A V6 engine is a V engine with six cylinders mounted on the crankcase in two banks of three cylinders, usually set at either a right angle or an acute angle to each other, with all six pistons driving a common crankshaft. It is the second most common engine configuration in modern cars after the inline four.

The V6 is one of the most compact engine configurations, shorter than the inline-4 and in many designs narrower than the V8. Owing to its compact length, the V6 lends itself well to the widely-used transverse engine front-wheel drive layout. It is becoming more common as the space allowed for engines in modern cars is reduced at the same time as power requirements increase, and has largely replaced the inline-6, which is too long to fit in many modern engine compartments. The V6 engine has become widely adopted for medium-sized cars, often as an optional engine where an inline-4 is standard, or as a base engine where a V8 is a higher-cost performance option.

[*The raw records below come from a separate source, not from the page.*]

// Copyright (c) 2024 Huawei Technologies Co.,Ltd. All rights reserved.
//
// StratoVirt is licensed under Mulan PSL v2.
// You can use this software according to the terms and conditions of the Mulan
// PSL v2.
// You may obtain a copy of Mulan PSL v2 at:
//         http://license.coscl.org.cn/MulanPSL2
// THIS SOFTWARE IS PROVIDED ON AN "AS IS" BASIS, WITHOUT WARRANTIES OF ANY
// KIND, EITHER EXPRESS OR IMPLIED, INCLUDING BUT NOT LIMITED TO
// NON-INFRINGEMENT, MERCHANTABILITY OR FIT FOR A PARTICULAR PURPOSE.
// See the Mulan PSL v2 for more details.

pub mod fakeroot;
pub mod monitor;
pub mod native;
pub mod subid;
pub mod sysconf;

pub use monitor::{monitor_process, ExitStatus, FatalSender};

use std::{convert::Infallible, ffi::CString, path::PathBuf, sync::mpsc::Receiver};

use anyhow::{anyhow, Context, Result};
use nix::{
    sys::signal::Signal,
    unistd::{execve, Pid},
};
use serde::{Deserialize, Serialize};

use crate::{starter::StarterConfig, utils::Connection};

/// Settings shared by every engine, the engine specific part stays opaque
/// until the engine constructor deserializes it.
#[derive(Serialize, Deserialize, Debug, Clone, Default, PartialEq)]
#[serde(rename_all = "camelCase")]
pub struct CommonConfig {
    pub engine_name: String,
    #[serde(rename = "containerID")]
    pub container_id: String,
    #[serde(default)]
    pub args: Vec<String>,
    #[serde(default)]
    pub image: Option<PathBuf>,
    #[serde(default)]
    pub engine_config: serde_json::Value,
}

/// Host helper processes an engine needs next to the master.
#[derive(Debug, Default, Clone, Copy, PartialEq, Eq)]
pub struct HostHelpers {
    pub post_start: bool,
    pub cleanup: bool,
}

/// Engines which need to stop the container process right before it
/// executes the payload.
///
/// The master calls `pre_start_process` once the container process wrote
/// its first byte on the master socket. Errors returned here are reported
/// as fatal, `fatal` is there for work which outlives the call.
pub trait PreStartProcess {
    fn pre_start_process(&self, pid: Pid, master: &Connection, fatal: &FatalSender) -> Result<()>;
}

/// Lifecycle hooks of a container technology.
///
/// `prepare_config` runs in the starter before anything is spawned. Then
/// `create_container`, `post_start_process`, `monitor_container` and
/// `cleanup_container` run in the master, `start_process` runs in the
/// container process, `post_start_host` and `cleanup_host` run in the
/// host helpers.
pub trait Operations: Send + Sync {
    fn name(&self) -> &str;

    /// Validate the engine configuration and fill in how the container
    /// process must be built. Fails before any process exists.
    fn prepare_config(&mut self, config: &mut StarterConfig) -> Result<()>;

    /// Runs while the container process exists but has not executed the
    /// payload yet.
    fn create_container(&self, pid: Pid, rpc: &Connection) -> Result<()>;

    /// Replace the container process image, only returns on failure.
    fn start_process(&self, master: &Connection) -> Result<Infallible>;

    fn post_start_process(&self, _pid: Pid) -> Result<()> {
        Ok(())
    }

    fn post_start_host(&self) -> Result<()> {
        Ok(())
    }

    fn monitor_container(&self, pid: Pid, signals: &Receiver<Signal>) -> Result<ExitStatus>;

    fn cleanup_container(
        &self,
        _fatal: Option<&anyhow::Error>,
        _status: Option<ExitStatus>,
    ) -> Result<()> {
        Ok(())
    }

    fn cleanup_host(&self) -> Result<()> {
        Ok(())
    }

    fn host_helpers(&self) -> HostHelpers {
        HostHelpers::default()
    }

    fn pre_start(&self) -> Option<&dyn PreStartProcess> {
        None
    }
}

type Constructor = fn(&CommonConfig) -> Result<Box<dyn Operations>>;

const ENGINES: [(&str, Constructor); 2] = [
    (fakeroot::NAME, fakeroot::FakerootEngine::boxed),
    (native::NAME, native::NativeEngine::boxed),
];

/// Names of the engines built into the runtime.
pub fn registered() -> impl Iterator<Item = &'static str> {
    ENGINES.iter().map(|(name, _)| *name)
}

pub struct Engine {
    pub common: CommonConfig,
    pub ops: Box<dyn Operations>,
}

impl Engine {
    /// Look the engine up by `common.engine_name` and build it.
    pub fn new(common: CommonConfig) -> Result<Self> {
        let constructor = ENGINES
            .iter()
            .find(|(name, _)| *name == common.engine_name)
            .map(|(_, c)| *c)
            .ok_or_else(|| anyhow!("no engine registered with name {}", common.engine_name))?;
        let ops = constructor(&common)
            .with_context(|| format!("Failed to initialize {} engine", common.engine_name))?;
        Ok(Self { common, ops })
    }

    pub fn with_operations(common: CommonConfig, ops: Box<dyn Operations>) -> Self {
        Self { common, ops }
    }
}

fn to_cstrings(strings: &[String]) -> Result<Vec<CString>> {
    strings
        .iter()
        .map(|s| CString::new(s.as_bytes()).with_context(|| format!("Invalid string {:?}", s)))
        .collect()
}

/// Replace the current process image with `args[0]`. The path is used as
/// is, without PATH lookup.
pub fn execute(args: &[String], envs: &[String]) -> Result<Infallible> {
    let argv = to_cstrings(args)?;
    let path = argv
        .first()
        .ok_or_else(|| anyhow!("no command to execute provided"))?;
    let envp = to_cstrings(envs)?;
    execve(path, &argv, &envp).with_context(|| format!("Failed to execute {}", args[0]))
}
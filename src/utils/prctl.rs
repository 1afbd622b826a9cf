// Copyright (c) 2024 Huawei Technologies Co.,Ltd. All rights reserved.
//
// StratoVirt is licensed under Mulan PSL v2.
// You can use this software according to the terms and conditions of the Mulan
// PSL v2.
// You may obtain a copy of Mulan PSL v2 at:
//         http://license.coscl.org.cn/MulanPSL2
// THIS SOFTWARE IS PROVIDED ON AN "AS IS" BASIS, WITHOUT WARRANTIES OF ANY
// KIND, EITHER EXPRESS OR IMPLIED, INCLUDING BUT NOT LIMITED TO
// NON-INFRINGEMENT, MERCHANTABILITY OR FIT FOR A PARTICULAR PURPOSE.
// See the Mulan PSL v2 for more details.

use std::ffi::CString;

use anyhow::{bail, Context, Result};
use libc::{c_int, c_ulong, prctl};
use nix::{errno::errno, sys::signal::Signal};

#[allow(non_camel_case_types)]
enum PrctlOption {
    PR_SET_PDEATHSIG = 1,
    PR_SET_KEEPCAPS = 8,
    PR_SET_NAME = 15,
}

fn set_option(option: PrctlOption, arg: c_ulong) -> Result<()> {
    // SAFETY: FFI call with valid arguments.
    let ret = unsafe { prctl(option as c_int, arg, 0, 0, 0) };
    if ret != 0 {
        bail!("errno {}", errno());
    }
    Ok(())
}

/// Ask the kernel to deliver `signal` when the parent thread dies.
pub fn set_parent_death_signal(signal: Signal) -> Result<()> {
    set_option(PrctlOption::PR_SET_PDEATHSIG, signal as c_ulong)
}

pub fn set_keep_capabilities(keep_capabilities: bool) -> Result<()> {
    set_option(PrctlOption::PR_SET_KEEPCAPS, keep_capabilities as c_ulong)
}

pub fn set_name(name: &str) -> Result<()> {
    let binding = CString::new(name).with_context(|| "Invalid process name")?;
    set_option(PrctlOption::PR_SET_NAME, binding.as_ptr() as c_ulong)
}

#[cfg(test)]
mod tests {
    use rusty_fork::rusty_fork_test;

    use super::*;

    rusty_fork_test! {
        #[test]
        fn test_set_name() {
            set_name("ozstage-test").unwrap();
            let comm = std::fs::read_to_string("/proc/self/comm").unwrap();
            assert_eq!(comm.trim_end(), "ozstage-test");
            assert!(set_name("bad\0name").is_err());
        }

        #[test]
        fn test_set_parent_death_signal() {
            set_parent_death_signal(Signal::SIGTERM).unwrap();
            let mut sig: c_int = 0;
            // SAFETY: FFI call with valid arguments.
            let ret = unsafe { prctl(libc::PR_GET_PDEATHSIG, &mut sig as *mut c_int, 0, 0, 0) };
            assert_eq!(ret, 0);
            assert_eq!(sig, libc::SIGTERM);
        }
    }
}
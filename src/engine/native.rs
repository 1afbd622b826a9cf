// Copyright (c) 2024 Huawei Technologies Co.,Ltd. All rights reserved.
//
// StratoVirt is licensed under Mulan PSL v2.
// You can use this software according to the terms and conditions of the Mulan
// PSL v2.
// You may obtain a copy of Mulan PSL v2 at:
//         http://license.coscl.org.cn/MulanPSL2
// THIS SOFTWARE IS PROVIDED ON AN "AS IS" BASIS, WITHOUT WARRANTIES OF ANY
// KIND, EITHER EXPRESS OR IMPLIED, INCLUDING BUT NOT LIMITED TO
// NON-INFRINGEMENT, MERCHANTABILITY OR FIT FOR A PARTICULAR PURPOSE.
// See the Mulan PSL v2 for more details.

use std::{
    convert::Infallible,
    fs::remove_dir_all,
    io::ErrorKind,
    path::{Path, PathBuf},
    process::Command,
    sync::mpsc::Receiver,
};

use anyhow::{bail, Context, Result};
use log::{debug, info};
use nix::{
    sys::signal::Signal,
    unistd::{getgid, getuid, Pid},
};
use serde::Deserialize;

use super::{execute, monitor_process, CommonConfig, ExitStatus, HostHelpers, Operations};
use crate::{
    starter::{IdMapping, StarterConfig},
    utils::{Connection, Namespaces},
};

pub const NAME: &str = "native";

const FUSERMOUNT: [&str; 2] = ["fusermount3", "fusermount"];

#[derive(Deserialize, Debug, Clone, Default, PartialEq)]
#[serde(rename_all = "camelCase", default)]
pub struct NativeConfig {
    pub envs: Vec<String>,
    /// Namespaces created for the container, by name.
    pub namespaces: Vec<String>,
    /// The image is mounted with FUSE in the host mount namespace.
    pub image_fuse: bool,
    pub fuse_mount: Option<PathBuf>,
    /// Temporary directory holding the image, removed with the FUSE mount.
    pub delete_temp_dir: Option<PathBuf>,
}

/// Run a command in a set of new namespaces, with the current user's ids.
pub struct NativeEngine {
    args: Vec<String>,
    config: NativeConfig,
}

impl NativeEngine {
    pub fn new(common: &CommonConfig) -> Result<Self> {
        let config = if common.engine_config.is_null() {
            NativeConfig::default()
        } else {
            serde_json::from_value(common.engine_config.clone())
                .with_context(|| "bad native engine configuration provided")?
        };
        Ok(Self {
            args: common.args.clone(),
            config,
        })
    }

    pub fn boxed(common: &CommonConfig) -> Result<Box<dyn Operations>> {
        Ok(Box::new(Self::new(common)?))
    }

    fn clean_fuse_temp_dir(&self) -> Result<()> {
        if let Some(mount) = &self.config.fuse_mount {
            debug!("Lazy Unmounting image with FUSE...");
            unmount_fuse_lazy(mount)
                .with_context(|| format!("while unmounting fuse directory: {}", mount.display()))?;
        }
        if let Some(temp_dir) = &self.config.delete_temp_dir {
            info!("Removing image tempDir {}", temp_dir.display());
            remove_dir_all(temp_dir).with_context(|| {
                format!(
                    "failed to delete container image tempDir {}",
                    temp_dir.display()
                )
            })?;
        }
        Ok(())
    }
}

fn unmount_fuse_lazy(mount: &Path) -> Result<()> {
    for bin in FUSERMOUNT {
        let status = match Command::new(bin).args(["-u", "-z"]).arg(mount).status() {
            Ok(s) => s,
            Err(e) if e.kind() == ErrorKind::NotFound => continue,
            Err(e) => return Err(e).with_context(|| format!("Failed to run {}", bin)),
        };
        if !status.success() {
            bail!("{} -u -z {} exited with {}", bin, mount.display(), status);
        }
        return Ok(());
    }
    bail!("none of {} found in PATH", FUSERMOUNT.join(", "));
}

impl Operations for NativeEngine {
    fn name(&self) -> &str {
        NAME
    }

    fn prepare_config(&mut self, config: &mut StarterConfig) -> Result<()> {
        let mut namespaces = Namespaces::empty();
        for name in &self.config.namespaces {
            namespaces |= Namespaces::from_name(name)?;
        }
        config.namespaces = namespaces;

        if config.user_namespace() {
            let uid = getuid();
            let gid = getgid();
            config.add_uid_mappings(&[IdMapping::new(uid.as_raw(), uid.as_raw(), 1)]);
            config.add_gid_mappings(&[IdMapping::new(gid.as_raw(), gid.as_raw(), 1)]);
            // An unprivileged process may only write its gid map once
            // setgroups is denied.
            config.allow_setgroups = config.is_suid;
            config.no_setgroups = true;
            config.target_uid = Some(uid);
            config.target_gids = vec![gid];
        }
        Ok(())
    }

    fn create_container(&self, pid: Pid, _rpc: &Connection) -> Result<()> {
        debug!("Container process {} needs no privileged setup", pid);
        Ok(())
    }

    fn start_process(&self, _master: &Connection) -> Result<Infallible> {
        execute(&self.args, &self.config.envs)
    }

    fn post_start_host(&self) -> Result<()> {
        if self.config.image_fuse && self.config.delete_temp_dir.is_some() {
            return self.clean_fuse_temp_dir();
        }
        Ok(())
    }

    fn monitor_container(&self, pid: Pid, signals: &Receiver<Signal>) -> Result<ExitStatus> {
        monitor_process(pid, signals)
    }

    fn cleanup_host(&self) -> Result<()> {
        if !self.config.image_fuse {
            return Ok(());
        }
        match &self.config.delete_temp_dir {
            // Already removed after the container started.
            Some(dir) if dir.is_dir() => self.clean_fuse_temp_dir(),
            _ => Ok(()),
        }
    }

    fn host_helpers(&self) -> HostHelpers {
        HostHelpers {
            post_start: self.config.image_fuse,
            cleanup: self.config.image_fuse,
        }
    }
}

Recent forced induction V6 engines have delivered horsepower and torque output comparable to contemporary larger displacement, naturally aspirated V8 engines, while reducing fuel consumption and emissions, such as the Volkswagen Group's 3.0 TFSI which is supercharged and directly injected, and Ford Motor Company's turbocharged and directly injected EcoBoost V6, both of which have been compared to Volkswagen's 4.2 V8 engine.

Modern V6 engines commonly range in displacement from 2.5 to 4.0 L (150 to 240 cu in), though larger and smaller examples have been produced.


Some of the first V6-cars were built in 1905 by Marmon. Marmon was something of a V-Specialist which began with V2-engines, then built V4's and V6's, later V8's and in the 1930s Marmon was one of the few car-makers of the world which ever built a V16 car.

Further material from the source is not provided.